WHAT YOU HAVE TO DO →
Copy the lines exactly. Begin at the first line of the data and stop after the line with "pub(crate) struct Filter".

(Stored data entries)
+===+

//! Result rows.

use std::sync::Arc;

use super::value::Value;
use crate::error::{CrudError, CrudResult};

/// A single result row with named columns.
#[derive(Debug, Clone, PartialEq)]
pub struct Row {
    columns: Arc<[String]>,
    values: Vec<Value>,
}

impl Row {
    /// Creates a row. Column names are shared between rows of one result.
    pub fn new(columns: Arc<[String]>, values: Vec<Value>) -> Self {
        Self { columns, values }
    }

    /// Returns the column names.
    pub fn columns(&self) -> &[String] {
        &self.columns
    }

    /// Returns the values in column order.
    pub fn values(&self) -> &[Value] {
        &self.values
    }

    /// Consumes the row, returning its values.
    pub fn into_values(self) -> Vec<Value> {
        self.values
    }

    /// Gets a value by column name.
    pub fn get(&self, column: &str) -> Option<&Value> {
        let idx = self.columns.iter().position(|c| c == column)?;
        self.values.get(idx)
    }

    /// Gets a value by column index.
    pub fn get_index(&self, idx: usize) -> Option<&Value> {
        self.values.get(idx)
    }

    /// Gets a value by column name, failing if the column is missing.
    pub fn require(&self, column: &str) -> CrudResult<&Value> {
        self.get(column).ok_or_else(|| {
            CrudError::execution(format!("column '{}' not present in result row", column))
        })
    }

    /// Returns the number of columns.
    pub fn len(&self) -> usize {
        self.values.len()
    }

    /// Returns true if the row has no columns.
    pub fn is_empty(&self) -> bool {
        self.values.is_empty()
    }
}

/// Maps a result row into a typed value.
pub trait FromRow: Sized {
    /// Converts a row.
    fn from_row(row: &Row) -> CrudResult<Self>;
}

impl FromRow for Row {
    fn from_row(row: &Row) -> CrudResult<Self> {
        Ok(row.clone())
    }
}
//! Filter resolution.

use crudkit_common::{CrudError, CrudResult};

use crate::fields::{merge_unique, FieldKind};
use crate::spec::{BindData, Operation, QuerySpec};

/// A resolved WHERE clause and the fields it binds.
#[derive(Debug, Clone, Default, PartialEq, Eq)]
pub(crate) struct Filter {
    /// Either empty or ` WHERE <condition>`.
    pub clause: String,
    /// Bind fields in order of first appearance.
    pub fields: Vec<String>,
}

/// Merges the main and patch filters and applies the defaulting rules.
///
/// `where_sql` is the main filter text after trimming.
pub(crate) fn resolve_filter(
    spec: &QuerySpec,
    operation: Operation,
    where_sql: Option<String>,
    data: &BindData,
) -> CrudResult<Filter> {
    let main_fields = spec.where_fields.normalize(FieldKind::Column)?;
    let main_sql = where_sql.or_else(|| {
        (!main_fields.is_empty()).then(|| {
            main_fields
                .iter()
                .map(|f| format!("{f}=:{f}"))
                .collect::<Vec<_>>()
                .join(" AND ")
        })
    });

    let patch_sql: Vec<&str> = spec
        .patch_sql
        .iter()
        .map(|s| s.trim())
        .filter(|s| !s.is_empty())
        .collect();
    let patch_fields = spec.patch_fields.normalize(FieldKind::Column)?;

    let sql = match (main_sql, patch_sql.is_empty()) {
        (main, true) => main,
        (main, false) => Some(
            format!("{} {}", main.unwrap_or_default(), patch_sql.join(" "))
                .trim()
                .to_string(),
        ),
    };
    let fields = merge_unique(&main_fields, &patch_fields);

    if spec.no_where {
        if sql.is_some() || !fields.is_empty() {
            return Err(CrudError::invalid_spec(
                "no_where conflicts with filter text or fields",
            ));
        }
        return Ok(Filter::default());
    }

    if let Some(sql) = sql {
        return Ok(Filter {
            clause: format!(" WHERE {}", sql),
            fields,
        });
    }

    if !fields.is_empty() {
        return Err(CrudError::invalid_spec(
            "filter bind fields given without filter text",
        ));
    }

    if data.is_absent() {
        if operation == Operation::Select {
            return Ok(Filter::default());
        }
        return Err(CrudError::invalid_spec(format!(
            "{} has no filter and no data; use no_where(true) to affect every row",
            operation
        )));
    }

    let pk = spec.primary_key();
    Ok(Filter {
        clause: format!(" WHERE {pk}=:{pk}"),
        fields: vec![pk.to_string()],
    })
}
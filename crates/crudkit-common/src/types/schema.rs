//! Table schema descriptors.

use std::collections::BTreeSet;

use serde::{Deserialize, Serialize};

use super::record::Record;
use crate::error::{CrudError, CrudResult};

/// Per-table metadata consumed by the query builder and the executor.
#[derive(Debug, Clone, PartialEq, Eq, Serialize, Deserialize)]
pub struct TableSchema {
    /// Table name.
    pub table: String,
    /// Primary-key field, the default filter for by-key operations.
    pub primary_key: String,
    /// Fields that must bind as integer parameters.
    #[serde(default)]
    pub int_fields: BTreeSet<String>,
}

impl TableSchema {
    /// Creates a schema with no integer fields.
    pub fn new(table: impl Into<String>, primary_key: impl Into<String>) -> Self {
        Self {
            table: table.into(),
            primary_key: primary_key.into(),
            int_fields: BTreeSet::new(),
        }
    }

    /// Adds integer-typed fields.
    pub fn with_int_fields<I, S>(mut self, fields: I) -> Self
    where
        I: IntoIterator<Item = S>,
        S: Into<String>,
    {
        self.int_fields.extend(fields.into_iter().map(Into::into));
        self
    }

    /// Returns true if the field binds as an integer.
    pub fn is_int_field(&self, field: &str) -> bool {
        self.int_fields.contains(field)
    }

    /// Returns the integer fields as a list.
    pub fn int_field_list(&self) -> Vec<String> {
        self.int_fields.iter().cloned().collect()
    }

    /// Validates the descriptor.
    pub fn validate(&self) -> CrudResult<()> {
        if self.table.trim().is_empty() {
            return Err(CrudError::configuration("table name is empty"));
        }
        if self.primary_key.trim().is_empty() {
            return Err(CrudError::configuration(format!(
                "table '{}' has no primary key field",
                self.table
            )));
        }
        Ok(())
    }
}

/// A typed row of a table.
///
/// Implementors describe their table and enumerate their fields explicitly,
/// which is what the data-object builder methods consume.
pub trait Entity {
    /// Returns the table descriptor.
    fn table_schema() -> TableSchema;

    /// Enumerates this entity's fields.
    fn to_record(&self) -> Record;
}
//! Configuration for crudkit components.

mod executor;

pub use executor::{ExecutorConfig, ExecutorConfigBuilder};
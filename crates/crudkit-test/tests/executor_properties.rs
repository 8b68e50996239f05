//! Executor behaviour against the in-memory recording driver.
//!
//! These tests drive full query specs through an [`Executor`] and check
//! what reached the driver: SQL text, bind order, execution counts and
//! transaction boundaries.

use crudkit_common::{Dialect, Entity, ErrorCode, Record, Value};
use crudkit_exec::driver::TransactionEvent;
use crudkit_exec::{Executor, MemoryConnection, Outcome};
use crudkit_query::{BindData, Carrier, QuerySpec};
use crudkit_test::utils::{init_tracing, record_errors, record_sql, user_schema, User};

fn setup(dialect: Dialect) -> (Executor<MemoryConnection>, MemoryConnection) {
    init_tracing();
    let conn = MemoryConnection::new();
    (Executor::new(conn.clone(), dialect), conn)
}

fn users() -> QuerySpec {
    QuerySpec::new(user_schema()).unwrap()
}

fn param_names(conn: &MemoryConnection, idx: usize) -> Vec<String> {
    conn.executions()[idx]
        .params
        .iter()
        .map(|p| p.name.clone())
        .collect()
}

// =============================================================================
// Rendering through the executor
// =============================================================================

#[test]
fn test_insert_binds_in_column_order_without_key() {
    let (mut exec, conn) = setup(Dialect::MySql);
    let record = Record::new()
        .with("id", 99)
        .with("email", "ada@example.com")
        .with("name", "Ada")
        .with("age", 36);

    let outcome = exec
        .execute(&users().insert_object(&record).unwrap().return_insert_id(true))
        .unwrap();

    assert_eq!(outcome.insert_id(), Some(&Value::Integer(1)));
    assert_eq!(
        conn.prepared_sql(),
        vec!["INSERT INTO user (email,name,age) VALUES (:email,:name,:age)"]
    );
    assert_eq!(param_names(&conn, 0), vec!["email", "name", "age"]);
}

#[test]
fn test_insert_with_explicit_key() {
    let (mut exec, conn) = setup(Dialect::MySql);
    let record = Record::new().with("id", 99).with("name", "Ada");

    exec.execute(&users().insert_object_with_key(&record).unwrap())
        .unwrap();

    assert_eq!(
        conn.prepared_sql(),
        vec!["INSERT INTO user (id,name) VALUES (:id,:name)"]
    );
    assert_eq!(conn.executions()[0].param("id"), Some(&Value::Integer(99)));
}

#[test]
fn test_update_against_reference() {
    let (mut exec, conn) = setup(Dialect::MySql);
    let before = Record::new().with("id", 5).with("name", "Ada").with("age", 36);

    let unchanged = before.clone().with("age", "36");
    assert!(users()
        .update_object_against(&unchanged, &before)
        .unwrap()
        .is_none());

    let renamed = before.clone().with("name", "Ada L.");
    let spec = users()
        .update_object_against(&renamed, &before)
        .unwrap()
        .unwrap()
        .return_affected_count(true);
    let outcome = exec.execute(&spec).unwrap();

    assert_eq!(outcome.affected(), Some(1));
    assert_eq!(
        conn.prepared_sql(),
        vec!["UPDATE user SET name=:name WHERE id=:id"]
    );
    assert_eq!(param_names(&conn, 0), vec!["name", "id"]);
}

#[test]
fn test_missing_filter_and_data() {
    let (mut exec, conn) = setup(Dialect::MySql);

    exec.execute(&users().select("*").return_multiple_rows(true))
        .unwrap();
    assert_eq!(conn.prepared_sql(), vec!["SELECT * FROM user"]);

    let update = users().update("name", None);
    let err = exec.execute(&update).unwrap_err();
    assert_eq!(err.code(), ErrorCode::InvalidSpec);

    let err = exec.execute(&users().delete()).unwrap_err();
    assert_eq!(err.code(), ErrorCode::InvalidSpec);
    assert_eq!(conn.prepare_count(), 1);
}

#[test]
fn test_primary_key_default_filter() {
    let (mut exec, conn) = setup(Dialect::MySql);

    exec.execute(&users().select("name,email").with_data(Value::from("7")))
        .unwrap();
    exec.execute(&users().delete().with_data(Value::from(7)))
        .unwrap();
    exec.execute(
        &users()
            .update("name", None)
            .with_data(Record::new().with("id", 7).with("name", "x")),
    )
    .unwrap();

    assert_eq!(
        conn.prepared_sql(),
        vec![
            "SELECT name,email FROM user WHERE id=:id",
            "DELETE FROM user WHERE id=:id",
            "UPDATE user SET name=:name WHERE id=:id",
        ]
    );
    assert_eq!(param_names(&conn, 0), vec!["id"]);
    assert_eq!(param_names(&conn, 1), vec!["id"]);
    assert_eq!(conn.executions()[0].param("id"), Some(&Value::Integer(7)));
}

#[test]
fn test_limit_per_dialect() {
    for (dialect, rows, page) in [
        (Dialect::MySql, "LIMIT 10", "LIMIT 10,20"),
        (Dialect::Postgres, "LIMIT 10", "LIMIT 10 OFFSET 20"),
        (Dialect::Sqlite, "LIMIT 10", "LIMIT 10 OFFSET 20"),
    ] {
        let (mut exec, conn) = setup(dialect);
        exec.execute(&users().select("*").return_multiple_rows(true).limit(10))
            .unwrap();
        exec.execute(
            &users()
                .select("*")
                .return_multiple_rows(true)
                .limit_offset(10, 20),
        )
        .unwrap();

        let prepared = conn.prepared_sql();
        assert_eq!(prepared[0], format!("SELECT * FROM user {}", rows));
        assert_eq!(prepared[1], format!("SELECT * FROM user {}", page));
    }
}

#[test]
fn test_no_where_conflict() {
    let (mut exec, conn) = setup(Dialect::MySql);

    let spec = users()
        .delete()
        .no_where(true)
        .append_where("AND age > :age", "age");
    assert!(exec.execute(&spec).unwrap_err().is_spec_error());

    let cleared = users()
        .delete()
        .where_sql("age > 3")
        .no_where(true)
        .return_affected_count(true);
    assert_eq!(exec.execute(&cleared).unwrap().affected(), Some(1));
    assert_eq!(conn.prepared_sql(), vec!["DELETE FROM user"]);
}

#[test]
fn test_positional_values_pack_into_filter_fields() {
    let (mut exec, conn) = setup(Dialect::MySql);
    let spec = users()
        .select("name")
        .return_multiple_rows(true)
        .where_clause("age > :lo AND age < :hi", "lo,hi")
        .with_data(vec![Value::from(18), Value::from(65)]);

    exec.execute(&spec).unwrap();

    let execution = &conn.executions()[0];
    assert_eq!(conn.execution_count(), 1);
    assert_eq!(execution.param("lo"), Some(&Value::from("18")));
    assert_eq!(execution.param("hi"), Some(&Value::from("65")));
}

#[test]
fn test_duplicate_positional_names_rejected() {
    let (mut exec, conn) = setup(Dialect::MySql);
    let spec = users()
        .select("name")
        .where_sql("age > :age AND age < :age")
        .with_positional_data(vec![Value::from(1), Value::from(2)], "age,age");

    assert!(exec.execute(&spec).unwrap_err().is_spec_error());
    assert_eq!(conn.prepare_count(), 0);
}

// =============================================================================
// Statement cache
// =============================================================================

#[test]
fn test_identical_sql_prepared_once() {
    let (mut exec, conn) = setup(Dialect::MySql);
    let first = users().select("name").with_data(Value::from(1));
    let second = users().select(" name ").with_data(Value::from(2));

    exec.execute(&first).unwrap();
    exec.execute(&second).unwrap();

    assert_eq!(conn.prepare_count(), 1);
    let stats = exec.cache_stats().unwrap();
    assert_eq!(stats.inserts, 1);
    assert_eq!(stats.hits, 1);
    assert_eq!(exec.cached_statement_count(), 1);
}

#[test]
fn test_differing_fragments_cached_separately() {
    let (mut exec, conn) = setup(Dialect::MySql);
    exec.execute(&users().select("*").where_sql("age > 3")).unwrap();
    exec.execute(&users().select("*").where_sql("age>3")).unwrap();

    assert_eq!(conn.prepare_count(), 2);
    assert_eq!(exec.cached_statement_count(), 2);
}

// =============================================================================
// Batches
// =============================================================================

#[test]
fn test_batch_executes_in_input_order() {
    let (mut exec, conn) = setup(Dialect::MySql);
    let names = ["a", "b", "c"];
    let records: Vec<Record> = names
        .iter()
        .map(|n| Record::new().with("name", *n).with("age", 20))
        .collect();

    let outcome = exec
        .execute(&users().insert_objects(records).unwrap().return_insert_id(true))
        .unwrap();

    let results = outcome.into_batch();
    assert_eq!(results.len(), 3);
    assert_eq!(
        results,
        vec![
            Outcome::InsertId(Value::Integer(1)),
            Outcome::InsertId(Value::Integer(2)),
            Outcome::InsertId(Value::Integer(3)),
        ]
    );
    assert_eq!(conn.prepare_count(), 1);
    let bound: Vec<Value> = conn
        .executions()
        .iter()
        .filter_map(|e| e.param("name").cloned())
        .collect();
    assert_eq!(bound, names.map(Value::from).to_vec());
}

#[test]
fn test_heterogeneous_batch_rejected_before_execution() {
    let (mut exec, conn) = setup(Dialect::MySql);
    let mut items: Vec<Carrier> = ["a", "b", "c"]
        .iter()
        .map(|n| Record::new().with("name", *n).into())
        .collect();
    items.push(Value::from("d").into());

    let spec = users().insert("name").with_data(BindData::Batch(items));
    let err = exec.execute(&spec).unwrap_err();

    assert!(err.is_spec_error());
    assert_eq!(conn.prepare_count(), 0);
    assert_eq!(conn.execution_count(), 0);
}

#[test]
fn test_batch_update_by_key() {
    let (mut exec, conn) = setup(Dialect::MySql);
    let records = vec![
        Record::new().with("id", 1).with("name", "a"),
        Record::new().with("id", 2).with("name", "b"),
    ];

    let outcome = exec
        .execute(&users().update_objects(records).unwrap().return_affected_count(true))
        .unwrap();

    assert_eq!(
        outcome.into_batch(),
        vec![Outcome::Affected(1), Outcome::Affected(1)]
    );
    let ids: Vec<Value> = conn
        .executions()
        .iter()
        .filter_map(|e| e.param("id").cloned())
        .collect();
    assert_eq!(ids, vec![Value::Integer(1), Value::Integer(2)]);
}

// =============================================================================
// Idempotence
// =============================================================================

#[test]
fn test_compile_reset_recompile() {
    let mut spec = users()
        .select("name")
        .where_fields("age")
        .order_by("name")
        .limit(5)
        .with_data(Record::new().with("age", 30));
    let first = spec.compile(Dialect::MySql).unwrap();
    let again = spec.compile(Dialect::MySql).unwrap();
    assert_eq!(first, again);

    spec.reset();
    assert!(spec.compile(Dialect::MySql).is_err());

    let rebuilt = spec
        .select("name")
        .where_fields("age")
        .order_by("name")
        .limit(5)
        .with_data(Record::new().with("age", 30));
    assert_eq!(rebuilt.compile(Dialect::MySql).unwrap(), first);
}

// =============================================================================
// Transactions and observers
// =============================================================================

#[test]
fn test_transaction_counters() {
    let (mut exec, conn) = setup(Dialect::MySql);

    exec.execute(&users().delete().with_data(Value::from(1)))
        .unwrap();
    assert_eq!(exec.transaction_sql_count(), 0);

    exec.run_in_transaction(|exec| {
        exec.execute(&users().select("*").with_data(Value::from(1)))?;
        exec.execute(&users().delete().with_data(Value::from(1)))?;
        exec.execute(&users().insert_objects(vec![
            Record::new().with("name", "a"),
            Record::new().with("name", "b"),
        ])?)?;
        Ok(())
    })
    .unwrap();

    assert_eq!(exec.transaction_sql_count(), 3);
    assert_eq!(exec.transaction_cud_sql_count(), 2);
    assert_eq!(
        conn.transaction_events(),
        vec![TransactionEvent::Begin, TransactionEvent::Commit]
    );
}

#[test]
fn test_observers_see_sql_params_and_errors() {
    let (mut exec, conn) = setup(Dialect::MySql);
    let sql_log = record_sql(&mut exec);
    let error_log = record_errors(&mut exec);

    let user = User::new("Ada", 36);
    let insert = QuerySpec::for_entity::<User>()
        .unwrap()
        .insert_object(&user.to_record())
        .unwrap();
    exec.execute(&insert).unwrap();

    conn.fail_execute("DELETE FROM user WHERE id=:id", "database is locked");
    assert!(exec.execute(&users().delete().with_data(Value::from(1))).is_err());

    let sql_log = sql_log.lock();
    let messages: Vec<&str> = sql_log.iter().map(|(m, _)| m.as_str()).collect();
    assert_eq!(
        messages,
        vec![
            "INSERT INTO user (name,age) VALUES (:name,:age)",
            "name=Ada; age=36",
            "DELETE FROM user WHERE id=:id",
            "id=1",
            "execution failed: database is locked",
        ]
    );
    assert_ne!(sql_log[0].1, sql_log[2].1);
    assert_eq!(sql_log[2].1, sql_log[4].1);

    let error_log = error_log.lock();
    assert_eq!(error_log.len(), 1);
    assert_eq!(error_log[0], (ErrorCode::ExecutionFailed, sql_log[4].1.clone()));
}

#[test]
fn test_raw_sql_reuses_binding() {
    let (mut exec, conn) = setup(Dialect::Sqlite);
    let sql_log = record_sql(&mut exec);

    let outcome = exec
        .execute_raw(
            "  UPDATE user SET age = age + 1 WHERE age > :age  ",
            Record::new().with("age", "30"),
            "age",
            "age",
        )
        .unwrap();

    assert_eq!(outcome.affected(), Some(1));
    assert_eq!(exec.last_sql(), "UPDATE user SET age = age + 1 WHERE age > :age");
    assert_eq!(conn.executions()[0].param("age"), Some(&Value::Integer(30)));
    assert_eq!(
        sql_log.lock()[0].0,
        "UPDATE user SET age = age + 1 WHERE age > :age (manual)"
    );
}
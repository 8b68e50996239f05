//! Field-named records used as bind data and by-example templates.
//!
//! A [`Record`] is an ordered list of `(name, Datum)` pairs. Field order is
//! preserved and determines the column order of generated INSERT and UPDATE
//! statements.

use serde_json::Value as JsonValue;

use super::value::Value;
use crate::error::{CrudError, CrudResult};

/// The value of a single record field.
///
/// The variants keep "no data for this field", "a real value" and "project
/// this column" apart at the type level.
#[derive(Debug, Clone, PartialEq)]
pub enum Datum {
    /// No data: the field is skipped when deriving columns or filters.
    Absent,
    /// A concrete value.
    Value(Value),
    /// By-example SELECT flag: project this column.
    Select,
    /// A shape that cannot be bound (nested array, object, boolean false).
    Unsupported(String),
}

impl Datum {
    /// Returns true if the field carries bindable data (text or a number).
    pub fn is_present(&self) -> bool {
        matches!(self, Datum::Value(v) if !v.is_null())
    }

    /// Returns the value, if any.
    pub fn as_value(&self) -> Option<&Value> {
        match self {
            Datum::Value(v) => Some(v),
            _ => None,
        }
    }

    /// Converts the datum into the value bound for it.
    ///
    /// Absent fields bind NULL; projection flags and unsupported shapes
    /// cannot be bound.
    pub fn to_bind_value(&self, field: &str) -> CrudResult<Value> {
        match self {
            Datum::Absent => Ok(Value::Null),
            Datum::Value(v) => Ok(v.clone()),
            Datum::Select | Datum::Unsupported(_) => Err(CrudError::invalid_spec(format!(
                "Invalid field value for field: {}",
                field
            ))),
        }
    }

    /// Compares two datums loosely; absent and NULL are the same.
    pub fn loosely_equals(&self, other: &Datum) -> bool {
        match (self.bindable(), other.bindable()) {
            (Some(a), Some(b)) => a.loosely_equals(&b),
            _ => self == other,
        }
    }

    fn bindable(&self) -> Option<Value> {
        match self {
            Datum::Absent => Some(Value::Null),
            Datum::Value(v) => Some(v.clone()),
            _ => None,
        }
    }

    /// Converts a JSON value into a datum.
    pub fn from_json(value: &JsonValue) -> Self {
        match value {
            JsonValue::Null => Datum::Absent,
            JsonValue::Bool(true) => Datum::Select,
            JsonValue::Bool(false) => Datum::Unsupported("false".to_string()),
            JsonValue::Number(n) => match n.as_i64() {
                Some(i) => Datum::Value(Value::Integer(i)),
                None => Datum::Value(Value::Float(n.as_f64().unwrap_or(f64::NAN))),
            },
            JsonValue::String(s) => Datum::Value(Value::Text(s.clone())),
            JsonValue::Array(_) => Datum::Unsupported("array".to_string()),
            JsonValue::Object(_) => Datum::Unsupported("object".to_string()),
        }
    }
}

impl<T: Into<Value>> From<T> for Datum {
    fn from(v: T) -> Self {
        match v.into() {
            Value::Null => Datum::Absent,
            other => Datum::Value(other),
        }
    }
}

/// An ordered, field-named record.
#[derive(Debug, Clone, Default, PartialEq)]
pub struct Record {
    fields: Vec<(String, Datum)>,
}

impl Record {
    /// Creates an empty record.
    pub fn new() -> Self {
        Self::default()
    }

    /// Sets a field, keeping its original position if it already exists.
    pub fn with(mut self, name: impl Into<String>, datum: impl Into<Datum>) -> Self {
        self.set(name, datum);
        self
    }

    /// Marks a field as a projected column for by-example SELECT.
    pub fn with_select(self, name: impl Into<String>) -> Self {
        self.with(name, Datum::Select)
    }

    /// Sets a field in place.
    pub fn set(&mut self, name: impl Into<String>, datum: impl Into<Datum>) {
        let name = name.into();
        let datum = datum.into();
        match self.fields.iter_mut().find(|(n, _)| *n == name) {
            Some(slot) => slot.1 = datum,
            None => self.fields.push((name, datum)),
        }
    }

    /// Returns the datum for a field.
    pub fn get(&self, name: &str) -> Option<&Datum> {
        self.fields.iter().find(|(n, _)| n == name).map(|(_, d)| d)
    }

    /// Returns the concrete value of a field.
    pub fn value(&self, name: &str) -> Option<&Value> {
        self.get(name).and_then(Datum::as_value)
    }

    /// Returns true if the record has a field with this name.
    pub fn contains(&self, name: &str) -> bool {
        self.get(name).is_some()
    }

    /// Removes a field, returning its datum.
    pub fn remove(&mut self, name: &str) -> Option<Datum> {
        let pos = self.fields.iter().position(|(n, _)| n == name)?;
        Some(self.fields.remove(pos).1)
    }

    /// Iterates over fields in order.
    pub fn iter(&self) -> impl Iterator<Item = (&str, &Datum)> {
        self.fields.iter().map(|(n, d)| (n.as_str(), d))
    }

    /// Returns the field names in order.
    pub fn names(&self) -> Vec<&str> {
        self.fields.iter().map(|(n, _)| n.as_str()).collect()
    }

    /// Returns the number of fields.
    pub fn len(&self) -> usize {
        self.fields.len()
    }

    /// Returns true if the record has no fields.
    pub fn is_empty(&self) -> bool {
        self.fields.is_empty()
    }

    /// Copies every field of `other` that this record does not have yet.
    pub fn merge_missing(&mut self, other: &Record) {
        for (name, datum) in &other.fields {
            if !self.contains(name) {
                self.fields.push((name.clone(), datum.clone()));
            }
        }
    }

    /// Builds a record from a JSON object, keeping key order.
    pub fn from_json(value: &JsonValue) -> CrudResult<Self> {
        let JsonValue::Object(map) = value else {
            return Err(CrudError::invalid_spec("record must be a JSON object"));
        };
        Ok(map
            .iter()
            .map(|(k, v)| (k.clone(), Datum::from_json(v)))
            .collect())
    }
}

impl<K: Into<String>> FromIterator<(K, Datum)> for Record {
    fn from_iter<I: IntoIterator<Item = (K, Datum)>>(iter: I) -> Self {
        let mut record = Record::new();
        for (name, datum) in iter {
            record.set(name, datum);
        }
        record
    }
}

+===+

THE ANSWER →
//! Result rows.

use std::sync::Arc;

use super::value::Value;
use crate::error::{CrudError, CrudResult};

/// A single result row with named columns.
#[derive(Debug, Clone, PartialEq)]
pub struct Row {
    columns: Arc<[String]>,
    values: Vec<Value>,
}

impl Row {
    /// Creates a row. Column names are shared between rows of one result.
    pub fn new(columns: Arc<[String]>, values: Vec<Value>) -> Self {
        Self { columns, values }
    }

    /// Returns the column names.
    pub fn columns(&self) -> &[String] {
        &self.columns
    }

    /// Returns the values in column order.
    pub fn values(&self) -> &[Value] {
        &self.values
    }

    /// Consumes the row, returning its values.
    pub fn into_values(self) -> Vec<Value> {
        self.values
    }

    /// Gets a value by column name.
    pub fn get(&self, column: &str) -> Option<&Value> {
        let idx = self.columns.iter().position(|c| c == column)?;
        self.values.get(idx)
    }

    /// Gets a value by column index.
    pub fn get_index(&self, idx: usize) -> Option<&Value> {
        self.values.get(idx)
    }

    /// Gets a value by column name, failing if the column is missing.
    pub fn require(&self, column: &str) -> CrudResult<&Value> {
        self.get(column).ok_or_else(|| {
            CrudError::execution(format!("column '{}' not present in result row", column))
        })
    }

    /// Returns the number of columns.
    pub fn len(&self) -> usize {
        self.values.len()
    }

    /// Returns true if the row has no columns.
    pub fn is_empty(&self) -> bool {
        self.values.is_empty()
    }
}

/// Maps a result row into a typed value.
pub trait FromRow: Sized {
    /// Converts a row.
    fn from_row(row: &Row) -> CrudResult<Self>;
}

impl FromRow for Row {
    fn from_row(row: &Row) -> CrudResult<Self> {
        Ok(row.clone())
    }
}
//! Filter resolution.

use crudkit_common::{CrudError, CrudResult};

use crate::fields::{merge_unique, FieldKind};
use crate::spec::{BindData, Operation, QuerySpec};

/// A resolved WHERE clause and the fields it binds.
#[derive(Debug, Clone, Default, PartialEq, Eq)]
pub(crate) struct Filter {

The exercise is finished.